Report each line of the records below that uses the word "fetched".

****************************************

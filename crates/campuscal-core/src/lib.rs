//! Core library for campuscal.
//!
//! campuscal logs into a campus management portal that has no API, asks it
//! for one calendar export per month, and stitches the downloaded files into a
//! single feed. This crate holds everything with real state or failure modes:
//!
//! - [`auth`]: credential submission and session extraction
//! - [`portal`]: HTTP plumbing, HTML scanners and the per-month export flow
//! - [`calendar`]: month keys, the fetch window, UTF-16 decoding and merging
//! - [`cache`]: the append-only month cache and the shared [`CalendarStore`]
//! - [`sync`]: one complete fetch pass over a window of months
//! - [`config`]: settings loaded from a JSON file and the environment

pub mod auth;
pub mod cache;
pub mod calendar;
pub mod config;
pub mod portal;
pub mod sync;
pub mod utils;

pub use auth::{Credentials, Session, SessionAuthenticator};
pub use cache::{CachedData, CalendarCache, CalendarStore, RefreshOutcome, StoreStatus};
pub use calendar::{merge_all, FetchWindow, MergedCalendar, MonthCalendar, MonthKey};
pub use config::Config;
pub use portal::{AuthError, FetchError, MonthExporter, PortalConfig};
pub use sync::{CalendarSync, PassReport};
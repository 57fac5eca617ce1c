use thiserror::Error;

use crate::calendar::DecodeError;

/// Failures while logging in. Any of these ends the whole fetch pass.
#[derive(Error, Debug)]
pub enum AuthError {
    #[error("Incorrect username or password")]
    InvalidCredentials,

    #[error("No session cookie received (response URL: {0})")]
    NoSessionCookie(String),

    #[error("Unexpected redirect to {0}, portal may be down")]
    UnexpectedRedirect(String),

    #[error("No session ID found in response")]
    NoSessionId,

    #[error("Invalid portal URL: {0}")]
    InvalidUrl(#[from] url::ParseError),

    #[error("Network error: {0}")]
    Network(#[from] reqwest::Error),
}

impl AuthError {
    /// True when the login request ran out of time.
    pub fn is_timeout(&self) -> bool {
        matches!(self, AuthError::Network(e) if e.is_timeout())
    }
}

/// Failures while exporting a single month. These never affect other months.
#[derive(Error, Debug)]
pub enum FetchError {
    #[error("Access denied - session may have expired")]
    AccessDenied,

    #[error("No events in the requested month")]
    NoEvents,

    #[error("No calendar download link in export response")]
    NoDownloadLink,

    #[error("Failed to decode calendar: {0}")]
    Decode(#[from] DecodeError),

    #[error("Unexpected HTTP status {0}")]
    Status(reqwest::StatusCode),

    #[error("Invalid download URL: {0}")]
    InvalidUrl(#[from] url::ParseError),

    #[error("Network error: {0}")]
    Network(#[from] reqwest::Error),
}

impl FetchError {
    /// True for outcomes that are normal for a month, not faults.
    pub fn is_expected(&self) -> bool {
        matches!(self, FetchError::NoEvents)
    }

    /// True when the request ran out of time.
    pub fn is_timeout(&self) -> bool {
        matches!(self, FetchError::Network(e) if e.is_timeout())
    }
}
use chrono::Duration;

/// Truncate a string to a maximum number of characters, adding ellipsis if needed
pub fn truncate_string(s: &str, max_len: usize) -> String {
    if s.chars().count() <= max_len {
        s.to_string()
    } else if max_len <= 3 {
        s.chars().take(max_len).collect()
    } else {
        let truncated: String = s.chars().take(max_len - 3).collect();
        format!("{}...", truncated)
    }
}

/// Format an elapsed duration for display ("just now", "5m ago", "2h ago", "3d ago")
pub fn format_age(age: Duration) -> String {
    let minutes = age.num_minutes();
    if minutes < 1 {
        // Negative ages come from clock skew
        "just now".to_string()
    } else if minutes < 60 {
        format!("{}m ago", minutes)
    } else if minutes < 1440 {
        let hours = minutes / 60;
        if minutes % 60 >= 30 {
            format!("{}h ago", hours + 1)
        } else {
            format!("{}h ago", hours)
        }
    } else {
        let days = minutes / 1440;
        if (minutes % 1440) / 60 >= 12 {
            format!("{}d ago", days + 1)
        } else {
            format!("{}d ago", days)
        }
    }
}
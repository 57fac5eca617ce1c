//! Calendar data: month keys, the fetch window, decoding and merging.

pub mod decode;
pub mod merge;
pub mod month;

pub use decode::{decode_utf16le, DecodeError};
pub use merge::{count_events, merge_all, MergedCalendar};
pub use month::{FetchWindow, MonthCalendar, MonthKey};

****************************************

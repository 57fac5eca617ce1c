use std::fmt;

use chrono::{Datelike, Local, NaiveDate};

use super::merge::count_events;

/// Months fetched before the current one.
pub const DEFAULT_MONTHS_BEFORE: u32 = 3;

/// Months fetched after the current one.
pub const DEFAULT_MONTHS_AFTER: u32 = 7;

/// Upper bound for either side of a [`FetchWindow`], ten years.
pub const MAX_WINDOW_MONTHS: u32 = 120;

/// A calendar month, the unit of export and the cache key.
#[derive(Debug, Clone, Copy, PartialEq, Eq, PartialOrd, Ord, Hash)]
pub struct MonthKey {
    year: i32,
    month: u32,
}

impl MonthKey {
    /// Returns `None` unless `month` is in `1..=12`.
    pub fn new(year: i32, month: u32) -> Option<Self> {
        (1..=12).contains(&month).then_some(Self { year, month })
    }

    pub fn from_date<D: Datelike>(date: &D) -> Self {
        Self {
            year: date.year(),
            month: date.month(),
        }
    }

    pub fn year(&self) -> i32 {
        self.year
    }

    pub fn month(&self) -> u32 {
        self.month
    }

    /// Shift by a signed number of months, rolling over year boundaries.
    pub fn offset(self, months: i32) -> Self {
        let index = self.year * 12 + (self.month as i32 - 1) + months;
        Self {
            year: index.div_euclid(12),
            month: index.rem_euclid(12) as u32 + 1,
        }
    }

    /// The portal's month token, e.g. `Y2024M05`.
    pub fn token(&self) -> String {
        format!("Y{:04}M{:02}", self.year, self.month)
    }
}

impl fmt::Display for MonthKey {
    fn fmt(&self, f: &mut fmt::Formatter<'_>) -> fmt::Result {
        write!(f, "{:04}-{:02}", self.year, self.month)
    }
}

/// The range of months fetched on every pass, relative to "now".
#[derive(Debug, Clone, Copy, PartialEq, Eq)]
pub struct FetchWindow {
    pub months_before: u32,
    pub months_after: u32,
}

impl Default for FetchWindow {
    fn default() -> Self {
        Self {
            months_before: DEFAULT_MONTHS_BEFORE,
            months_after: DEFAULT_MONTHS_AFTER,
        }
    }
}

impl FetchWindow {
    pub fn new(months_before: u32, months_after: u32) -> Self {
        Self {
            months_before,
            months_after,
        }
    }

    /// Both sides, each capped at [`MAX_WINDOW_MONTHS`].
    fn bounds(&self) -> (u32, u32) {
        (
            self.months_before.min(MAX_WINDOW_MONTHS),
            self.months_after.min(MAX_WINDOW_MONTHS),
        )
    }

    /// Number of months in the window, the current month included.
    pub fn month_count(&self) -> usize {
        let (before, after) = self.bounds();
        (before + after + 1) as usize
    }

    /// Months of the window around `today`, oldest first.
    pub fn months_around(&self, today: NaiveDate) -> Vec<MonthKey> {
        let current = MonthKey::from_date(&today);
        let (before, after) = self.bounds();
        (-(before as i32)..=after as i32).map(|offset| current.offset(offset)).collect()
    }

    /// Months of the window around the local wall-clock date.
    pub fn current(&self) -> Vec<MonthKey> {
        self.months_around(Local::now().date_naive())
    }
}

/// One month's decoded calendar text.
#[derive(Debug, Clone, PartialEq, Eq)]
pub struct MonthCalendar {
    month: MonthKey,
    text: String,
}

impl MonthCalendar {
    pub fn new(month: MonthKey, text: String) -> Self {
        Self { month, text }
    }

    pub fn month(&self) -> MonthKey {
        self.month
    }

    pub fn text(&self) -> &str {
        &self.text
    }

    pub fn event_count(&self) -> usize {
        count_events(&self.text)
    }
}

****************************************

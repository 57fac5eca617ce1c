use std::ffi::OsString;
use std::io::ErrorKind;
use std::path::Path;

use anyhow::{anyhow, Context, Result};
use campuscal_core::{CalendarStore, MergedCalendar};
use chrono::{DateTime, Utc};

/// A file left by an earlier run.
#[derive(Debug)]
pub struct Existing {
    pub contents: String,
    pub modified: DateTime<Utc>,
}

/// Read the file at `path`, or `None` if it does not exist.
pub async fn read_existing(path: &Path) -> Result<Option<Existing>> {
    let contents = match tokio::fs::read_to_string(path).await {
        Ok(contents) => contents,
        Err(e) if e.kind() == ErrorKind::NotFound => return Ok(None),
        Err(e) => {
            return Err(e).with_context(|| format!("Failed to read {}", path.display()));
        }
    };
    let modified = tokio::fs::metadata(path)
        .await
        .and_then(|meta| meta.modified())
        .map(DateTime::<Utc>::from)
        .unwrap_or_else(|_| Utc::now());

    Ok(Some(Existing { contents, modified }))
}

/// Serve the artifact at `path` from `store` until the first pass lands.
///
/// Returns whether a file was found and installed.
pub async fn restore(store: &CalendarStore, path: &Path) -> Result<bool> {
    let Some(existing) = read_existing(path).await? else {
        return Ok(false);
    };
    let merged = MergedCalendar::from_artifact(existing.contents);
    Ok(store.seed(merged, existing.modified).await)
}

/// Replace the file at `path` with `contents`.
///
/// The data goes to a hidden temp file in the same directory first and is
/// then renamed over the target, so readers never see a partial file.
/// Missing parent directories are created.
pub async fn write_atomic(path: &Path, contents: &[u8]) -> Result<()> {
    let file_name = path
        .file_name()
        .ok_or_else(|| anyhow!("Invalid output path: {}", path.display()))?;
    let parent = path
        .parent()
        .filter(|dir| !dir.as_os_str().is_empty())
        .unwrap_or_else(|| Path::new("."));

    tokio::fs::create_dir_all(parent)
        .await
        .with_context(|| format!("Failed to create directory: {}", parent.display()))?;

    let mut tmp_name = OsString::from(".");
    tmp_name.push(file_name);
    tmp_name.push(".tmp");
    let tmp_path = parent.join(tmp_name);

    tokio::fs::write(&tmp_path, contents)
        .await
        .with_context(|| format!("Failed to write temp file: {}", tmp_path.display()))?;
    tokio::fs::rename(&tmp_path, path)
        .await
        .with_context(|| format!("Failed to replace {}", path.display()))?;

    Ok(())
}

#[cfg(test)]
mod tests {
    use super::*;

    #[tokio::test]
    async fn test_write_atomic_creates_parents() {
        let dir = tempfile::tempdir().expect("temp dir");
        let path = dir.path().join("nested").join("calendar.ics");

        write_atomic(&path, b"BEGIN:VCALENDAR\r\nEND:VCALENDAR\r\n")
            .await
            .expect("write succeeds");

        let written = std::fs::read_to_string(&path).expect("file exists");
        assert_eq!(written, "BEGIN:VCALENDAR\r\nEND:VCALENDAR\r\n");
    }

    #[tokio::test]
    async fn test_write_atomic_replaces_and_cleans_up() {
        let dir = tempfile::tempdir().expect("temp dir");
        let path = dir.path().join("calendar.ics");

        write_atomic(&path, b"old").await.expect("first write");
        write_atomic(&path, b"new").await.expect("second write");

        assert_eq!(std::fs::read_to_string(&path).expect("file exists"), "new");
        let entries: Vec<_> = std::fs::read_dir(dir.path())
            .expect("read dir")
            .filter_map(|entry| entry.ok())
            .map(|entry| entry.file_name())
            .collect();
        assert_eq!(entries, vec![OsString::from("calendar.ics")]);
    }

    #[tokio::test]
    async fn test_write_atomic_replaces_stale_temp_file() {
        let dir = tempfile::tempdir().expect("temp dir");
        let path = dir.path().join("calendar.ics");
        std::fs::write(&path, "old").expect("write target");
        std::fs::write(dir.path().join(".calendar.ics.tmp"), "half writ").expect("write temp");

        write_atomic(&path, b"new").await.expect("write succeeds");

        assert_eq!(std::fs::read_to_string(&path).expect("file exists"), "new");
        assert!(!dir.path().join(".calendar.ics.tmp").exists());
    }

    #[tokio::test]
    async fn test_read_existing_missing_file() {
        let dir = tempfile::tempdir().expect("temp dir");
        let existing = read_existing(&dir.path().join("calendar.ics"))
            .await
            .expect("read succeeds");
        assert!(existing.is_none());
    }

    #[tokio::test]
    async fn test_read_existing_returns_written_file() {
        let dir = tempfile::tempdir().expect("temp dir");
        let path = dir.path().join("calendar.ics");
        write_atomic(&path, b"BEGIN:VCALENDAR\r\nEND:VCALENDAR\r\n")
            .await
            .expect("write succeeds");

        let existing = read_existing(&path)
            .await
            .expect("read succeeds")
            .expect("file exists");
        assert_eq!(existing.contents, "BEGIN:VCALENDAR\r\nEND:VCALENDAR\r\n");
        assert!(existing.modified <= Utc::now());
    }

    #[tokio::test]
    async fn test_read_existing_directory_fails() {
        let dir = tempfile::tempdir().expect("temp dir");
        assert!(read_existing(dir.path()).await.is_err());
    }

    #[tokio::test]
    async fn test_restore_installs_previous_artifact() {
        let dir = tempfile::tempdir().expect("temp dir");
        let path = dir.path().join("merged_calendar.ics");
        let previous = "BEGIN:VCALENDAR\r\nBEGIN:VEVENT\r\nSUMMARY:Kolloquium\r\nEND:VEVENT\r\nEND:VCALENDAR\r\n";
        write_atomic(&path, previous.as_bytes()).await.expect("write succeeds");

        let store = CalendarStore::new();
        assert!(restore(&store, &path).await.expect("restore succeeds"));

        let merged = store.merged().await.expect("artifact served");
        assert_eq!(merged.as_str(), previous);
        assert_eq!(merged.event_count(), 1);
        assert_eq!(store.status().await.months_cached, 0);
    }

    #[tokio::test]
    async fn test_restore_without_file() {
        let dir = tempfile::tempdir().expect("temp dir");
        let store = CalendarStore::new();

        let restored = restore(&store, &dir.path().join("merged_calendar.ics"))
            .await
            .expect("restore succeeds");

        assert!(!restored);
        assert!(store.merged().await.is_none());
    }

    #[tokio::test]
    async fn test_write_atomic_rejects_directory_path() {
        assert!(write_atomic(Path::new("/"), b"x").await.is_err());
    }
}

****************************************

Exercise result:
/// Months fetched before the current one.
/// Months fetched after the current one.
/// The range of months fetched on every pass, relative to "now".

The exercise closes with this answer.